Così mentre fuori si bombarda, si spara, si uccide e si muore, dentro l’ospedale di Al-Rajaa, di proprietà della Custodia di Terra Santa, medici coraggiosi cercano di strappare alla morte quante più vite possibile. “Non piangiamo perché siamo all’inferno ma cerchiamo di dare risposte a chi ce le chiede, ai malati e ai feriti”. Il medico non ce l’ha con quei medici – e sono tanti – che hanno lasciato la Siria per trovare lavoro e sicurezza in molti Paesi europei, Germania su tutti. “Come posso biasimarli? In fondo sono fuggiti perché qui manca sicurezza, stabilità, non ci sono le condizioni minime per lavorare. Io e gli altri miei colleghi abbiamo scelto di restare in Siria” afferma il medico che ha rifiutato offerte di lavoro dalla Francia. “Piangere non serve, non risolve i problemi. Abbiamo una guerra da vincere. Le nostre armi sono competenza, medicine, solidarietà, cure amorevoli e creatività.

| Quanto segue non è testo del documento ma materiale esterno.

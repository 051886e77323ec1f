//! Tests for fatal configuration defects: the run must stop with an error
//! that names the offending declaration instead of emitting a partial or
//! unsound API.

use std::path::Path;
use std::sync::LazyLock;

fn generate_fixture(name: &str) -> Result<bnd_norm::Generated, String> {
    let path = Path::new(env!("CARGO_MANIFEST_DIR"))
        .join("../tests/fixtures")
        .join(name)
        .join("bnd-norm.toml");
    bnd_norm::generate(&path).map_err(|e| format!("{e:#}"))
}

/// Overlay still configures an enum the header no longer declares.
static DRIFT_RESULT: LazyLock<Result<bnd_norm::Generated, String>> =
    LazyLock::new(|| generate_fixture("drift"));

/// Overlay forces an output onto a by-value parameter.
static UNSOUND_RESULT: LazyLock<Result<bnd_norm::Generated, String>> =
    LazyLock::new(|| generate_fixture("unsound"));

#[test]
fn overlay_drift_is_caught() {
    let err = DRIFT_RESULT
        .as_ref()
        .expect_err("should fail due to an enum missing from the header");

    assert!(
        err.contains("MSKsolveform_enum"),
        "error should mention the missing enum 'MSKsolveform_enum', got:\n{err}"
    );
    assert!(
        err.contains("out of sync"),
        "error should hint at overlay/header drift, got:\n{err}"
    );
}

#[test]
fn drift_does_not_report_known_enums() {
    let err = DRIFT_RESULT
        .as_ref()
        .expect_err("should fail due to an enum missing from the header");

    // MSKobjsense_enum is declared in the header, so it should NOT appear.
    assert!(
        !err.contains("MSKobjsense_enum"),
        "error should NOT mention 'MSKobjsense_enum', got:\n{err}"
    );
}

#[test]
fn output_on_value_parameter_is_caught() {
    let err = UNSOUND_RESULT
        .as_ref()
        .expect_err("should fail due to a non-pointer output parameter");

    assert!(
        err.contains("MSK_putcj"),
        "error should mention the function 'MSK_putcj', got:\n{err}"
    );
    assert!(
        err.contains("`cj`"),
        "error should mention the parameter 'cj', got:\n{err}"
    );
    assert!(
        err.contains("MSKrealt"),
        "error should mention the parameter type 'MSKrealt', got:\n{err}"
    );
}

#[test]
fn missing_header_names_the_file() {
    let dir = tempfile::tempdir().unwrap();
    let config = dir.path().join("bnd-norm.toml");
    std::fs::write(&config, "[input]\nheader = \"absent.toml\"\n").unwrap();

    let err = format!("{:#}", bnd_norm::generate(&config).unwrap_err());
    assert!(
        err.contains("absent.toml"),
        "error should name the missing header dump, got:\n{err}"
    );
}
//! Fatal normalization errors.
//!
//! Anything listed here stops the run: either the overlay no longer matches
//! the header, or a generated signature would be unsound.  Recoverable gaps
//! (an unmapped type, an unresolved typedef) are logged instead and never
//! reach this type.

use thiserror::Error;

#[derive(Debug, Clone, PartialEq, Eq, Error)]
pub enum NormalizeError {
    #[error(
        "overlay configures enum `{name}` but the header does not declare it \
         (is the overlay out of sync with this header version?)"
    )]
    MissingEnum { name: String },

    #[error(
        "function `{function}`: output parameter `{param}` has type `{ty}`, \
         which the callee cannot write through"
    )]
    OutputNotPointer {
        function: String,
        param: String,
        ty: String,
    },

    #[error(
        "function `{function}` declares {count} trailing output parameter(s) \
         but has only {available} non-receiver parameter(s)"
    )]
    OutputWindow {
        function: String,
        count: usize,
        available: usize,
    },
}
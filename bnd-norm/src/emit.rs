//! Emission driver: groups descriptors into output units and hands each
//! unit to an [`Emitter`].
//!
//! Template rendering for a concrete host language lives behind the trait.
//! [`ManifestEmitter`] is the built-in implementation: it writes every unit
//! as a TOML manifest that a template engine (or a reviewer) can consume.

use std::collections::HashSet;
use std::path::{Path, PathBuf};

use anyhow::{Context, Result, bail};
use serde::Serialize;
use tracing::{debug, info};

use crate::config::NamingConfig;
use crate::model::{EnumDescriptor, FuncCategory, FuncDescriptor, NormalizedApi};

/// Stem of the unit holding the status-code enum.
pub const STATUS_CODES_STEM: &str = "status_codes";

/// One output unit.
#[derive(Debug, Clone, PartialEq, Eq)]
pub enum EmissionUnit<'a> {
    Enum {
        stem: String,
        descriptor: &'a EnumDescriptor,
    },
    /// The status-code enum, which is rendered as a table of result codes
    /// rather than as an ordinary enum.
    StatusCodes(&'a EnumDescriptor),
    /// Every function of one category, in declaration order.  May be empty.
    Functions {
        category: FuncCategory,
        functions: Vec<&'a FuncDescriptor>,
    },
}

impl EmissionUnit<'_> {
    /// File stem the unit is written under.
    pub fn stem(&self) -> String {
        match self {
            EmissionUnit::Enum { stem, .. } => stem.clone(),
            EmissionUnit::StatusCodes(_) => STATUS_CODES_STEM.to_string(),
            EmissionUnit::Functions { category, .. } => category.stem().to_string(),
        }
    }
}

/// `MSKobjsense_enum` → `enum_objsense`.  Derived from the canonical name,
/// which is unique per header, rather than from the (renamable) binding name.
pub fn enum_stem(c_name: &str, naming: &NamingConfig) -> String {
    let bare = naming.strip_prefix(c_name);
    format!("enum_{}", bare.strip_suffix("_enum").unwrap_or(bare))
}

/// Consumer of output units.
pub trait Emitter {
    fn emit(&mut self, unit: &EmissionUnit<'_>) -> Result<()>;
}

/// Ordered list of output units for one normalized API.
#[derive(Debug, Clone, PartialEq, Eq)]
pub struct EmissionPlan<'a> {
    pub units: Vec<EmissionUnit<'a>>,
}

impl<'a> EmissionPlan<'a> {
    /// Enums first (declaration order, status enum as its own unit), then
    /// one function group per category in [`FuncCategory::ALL`] order.
    /// Skipped enums are left out.
    ///
    /// Fails when two units would be written under the same stem.
    pub fn build(api: &'a NormalizedApi, naming: &NamingConfig) -> Result<Self> {
        let mut units: Vec<EmissionUnit<'a>> = api
            .enums
            .iter()
            .filter(|e| !e.skip)
            .map(|e| {
                if e.c_name == naming.status_enum {
                    EmissionUnit::StatusCodes(e)
                } else {
                    EmissionUnit::Enum {
                        stem: enum_stem(&e.c_name, naming),
                        descriptor: e,
                    }
                }
            })
            .collect();

        for category in FuncCategory::ALL {
            let functions: Vec<&FuncDescriptor> = api
                .functions
                .iter()
                .filter(|f| f.category == category)
                .collect();
            debug!(?category, count = functions.len(), "function group");
            units.push(EmissionUnit::Functions {
                category,
                functions,
            });
        }

        let mut stems = HashSet::new();
        for unit in &units {
            let stem = unit.stem();
            if !stems.insert(stem.clone()) {
                bail!("two output units share the file stem `{stem}`");
            }
        }

        Ok(Self { units })
    }

    /// Feed every unit to `emitter`, stopping at the first failure.
    pub fn emit_all(&self, emitter: &mut dyn Emitter) -> Result<usize> {
        for unit in &self.units {
            emitter
                .emit(unit)
                .with_context(|| format!("emitting {}", unit.stem()))?;
        }
        Ok(self.units.len())
    }
}

#[derive(Serialize)]
struct EnumManifest<'a> {
    kind: &'static str,
    #[serde(rename = "enum")]
    descriptor: &'a EnumDescriptor,
}

#[derive(Serialize)]
struct FunctionManifest<'a> {
    kind: &'static str,
    category: FuncCategory,
    #[serde(rename = "function")]
    functions: &'a [&'a FuncDescriptor],
}

/// Render a unit as a TOML manifest.
pub fn render_manifest(unit: &EmissionUnit<'_>) -> Result<String> {
    let text = match unit {
        EmissionUnit::Enum { descriptor, .. } => toml::to_string(&EnumManifest {
            kind: "enum",
            descriptor,
        })?,
        EmissionUnit::StatusCodes(e) => toml::to_string(&EnumManifest {
            kind: "status_codes",
            descriptor: e,
        })?,
        EmissionUnit::Functions {
            category,
            functions,
        } => toml::to_string(&FunctionManifest {
            kind: "functions",
            category: *category,
            functions,
        })?,
    };
    Ok(text)
}

/// Writes each unit to `<dir>/<stem>.toml`.
#[derive(Debug)]
pub struct ManifestEmitter {
    dir: PathBuf,
    written: Vec<PathBuf>,
}

impl ManifestEmitter {
    pub fn new(dir: &Path) -> Result<Self> {
        std::fs::create_dir_all(dir)
            .with_context(|| format!("creating output directory {}", dir.display()))?;
        Ok(Self {
            dir: dir.to_path_buf(),
            written: Vec::new(),
        })
    }

    /// Files written so far, in emission order.
    pub fn written(&self) -> &[PathBuf] {
        &self.written
    }
}

impl Emitter for ManifestEmitter {
    fn emit(&mut self, unit: &EmissionUnit<'_>) -> Result<()> {
        let text = render_manifest(unit)?;
        let path = self.dir.join(format!("{}.toml", unit.stem()));
        std::fs::write(&path, &text)
            .with_context(|| format!("writing output to {}", path.display()))?;
        info!(path = %path.display(), size = text.len(), "wrote unit");
        self.written.push(path);
        Ok(())
    }
}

Abbiamo bisogno di uomini di buona volontà perché quando si fa il bene si costruisce la pace e con essa la giustizia. I siriani vogliono la pace e la fine delle ostilità. Tutti soffrono e chiedono di trovare una soluzione politica onesta, giusta, che soddisfi tutti. Dialogare con i terroristi di Isis o di Al Qaeda non è possibile perché non vogliono, ma l’opposizione moderata e il Governo possono trovare insieme una via di uscita alla guerra. È quello che tutti si aspettano in Siria e ad Aleppo, per uscire dall’inferno”.